The Rockdale branch of the NAACP gathered at the Georgia International Horse Park to celebrate its 23rd Annual Freedom fund Banquet on Saturday night.
A sold out crowd listened and participated with the theme, "Education is the Key to Succeed in Lie" from several speakers, including Keynote Speaker Pastor Eric W. Lee of Springfield Baptist Church.
"It was sold out. I'm glad that being on the program didn't preclude it from selling out," Lee said.
Lee spoke to the crowd about the "Bystander Effect" and how people shouldn't sit by but rather do something.
He listed the seven D's of destruction effecting people, in particular black people: Divorce, Disease, Dropouts, Detention, Drugs, Debt and Death before a full life. Lee spoke about how people should take personal responsibility, quoting Thurgood Marshall and Dr. Martin Luther King Jr.

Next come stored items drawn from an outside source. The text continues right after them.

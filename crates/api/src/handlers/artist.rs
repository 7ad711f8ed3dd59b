//! Handlers for the `/artists` resource and the combined catalog listing.
//!
//! Reads are public; writes require a staff role.

use axum::extract::{Path, State};
use axum::http::StatusCode;
use axum::response::IntoResponse;
use axum::Json;
use serde::Serialize;

use fansync_core::error::CoreError;
use fansync_core::types::DbId;
use fansync_db::models::artist::{Artist, CreateArtist, UpdateArtist};
use fansync_db::models::artist_group::ArtistGroup;
use fansync_db::repositories::{ArtistGroupRepo, ArtistRepo};

use crate::error::{AppError, AppResult};
use crate::middleware::rbac::RequireStaff;
use crate::response::DataResponse;
use crate::state::AppState;

/// Combined catalog payload for `GET /artists-and-groups`.
#[derive(Debug, Serialize)]
pub struct CombinedCatalog {
    pub artists: Vec<Artist>,
    pub artist_groups: Vec<ArtistGroup>,
}

/// POST /api/v1/artists (staff)
pub async fn create_artist(
    State(state): State<AppState>,
    RequireStaff(staff): RequireStaff,
    Json(mut input): Json<CreateArtist>,
) -> AppResult<impl IntoResponse> {
    if input.name.trim().is_empty() {
        return Err(AppError::Core(CoreError::Validation(
            "Artist name must not be empty".into(),
        )));
    }

    // A referenced group must exist; FK violations would otherwise surface
    // as opaque 500s.
    if let Some(group_id) = input.artist_group_id {
        ArtistGroupRepo::find_by_id(&state.pool, group_id)
            .await?
            .ok_or(AppError::Core(CoreError::NotFound {
                entity: "ArtistGroup",
                id: group_id,
            }))?;
    }

    input.created_by = Some(staff.user_id);
    let artist = ArtistRepo::create(&state.pool, &input).await?;

    Ok((StatusCode::CREATED, Json(DataResponse { data: artist })))
}

/// GET /api/v1/artists
pub async fn list_artists(
    State(state): State<AppState>,
) -> AppResult<Json<DataResponse<Vec<Artist>>>> {
    let artists = ArtistRepo::list(&state.pool).await?;
    Ok(Json(DataResponse { data: artists }))
}

/// GET /api/v1/artists/{id}
pub async fn get_artist(
    State(state): State<AppState>,
    Path(id): Path<DbId>,
) -> AppResult<Json<DataResponse<Artist>>> {
    let artist = ArtistRepo::find_by_id(&state.pool, id)
        .await?
        .ok_or(AppError::Core(CoreError::NotFound {
            entity: "Artist",
            id,
        }))?;

    Ok(Json(DataResponse { data: artist }))
}

/// PATCH /api/v1/artists/{id} (staff)
pub async fn update_artist(
    State(state): State<AppState>,
    RequireStaff(_staff): RequireStaff,
    Path(id): Path<DbId>,
    Json(input): Json<UpdateArtist>,
) -> AppResult<Json<DataResponse<Artist>>> {
    if let Some(group_id) = input.artist_group_id {
        ArtistGroupRepo::find_by_id(&state.pool, group_id)
            .await?
            .ok_or(AppError::Core(CoreError::NotFound {
                entity: "ArtistGroup",
                id: group_id,
            }))?;
    }

    let artist = ArtistRepo::update(&state.pool, id, &input)
        .await?
        .ok_or(AppError::Core(CoreError::NotFound {
            entity: "Artist",
            id,
        }))?;

    Ok(Json(DataResponse { data: artist }))
}

/// DELETE /api/v1/artists/{id} (staff)
///
/// Removes the artist and, via FK cascades, their likes and schedules.
pub async fn delete_artist(
    State(state): State<AppState>,
    RequireStaff(_staff): RequireStaff,
    Path(id): Path<DbId>,
) -> AppResult<impl IntoResponse> {
    let deleted = ArtistRepo::delete(&state.pool, id).await?;
    if !deleted {
        return Err(AppError::Core(CoreError::NotFound {
            entity: "Artist",
            id,
        }));
    }

    Ok(StatusCode::NO_CONTENT)
}

/// GET /api/v1/artists-and-groups
///
/// Single-call catalog for the frontend's browse page.
pub async fn list_combined(
    State(state): State<AppState>,
) -> AppResult<Json<DataResponse<CombinedCatalog>>> {
    let artists = ArtistRepo::list(&state.pool).await?;
    let artist_groups = ArtistGroupRepo::list(&state.pool).await?;

    Ok(Json(DataResponse {
        data: CombinedCatalog {
            artists,
            artist_groups,
        },
    }))
}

"There's no public policy to fix the D's," Lee said. "We need personal responsibilities with holding the powers that be responsible.
"The question is no longer what are they going to do about it, but what am I going to do about it."
After Lee motivated the crowd, Gary King presented the Gene Williams Community Service Award to Iris Henderson Vance.
Vance spent 32 years as a teacher in Rockdale County, including teaching first grade at Pine Street Elementary in 1967-68. That was the first year that the school integrated, and Vance was chosen as one of two black teachers to come to the previously segregated school.
After retiring, Vance is now a member of several boards and community organization.
"A good teacher is like a candle," Vance said in her speech. "It consumes itself to light the way for others."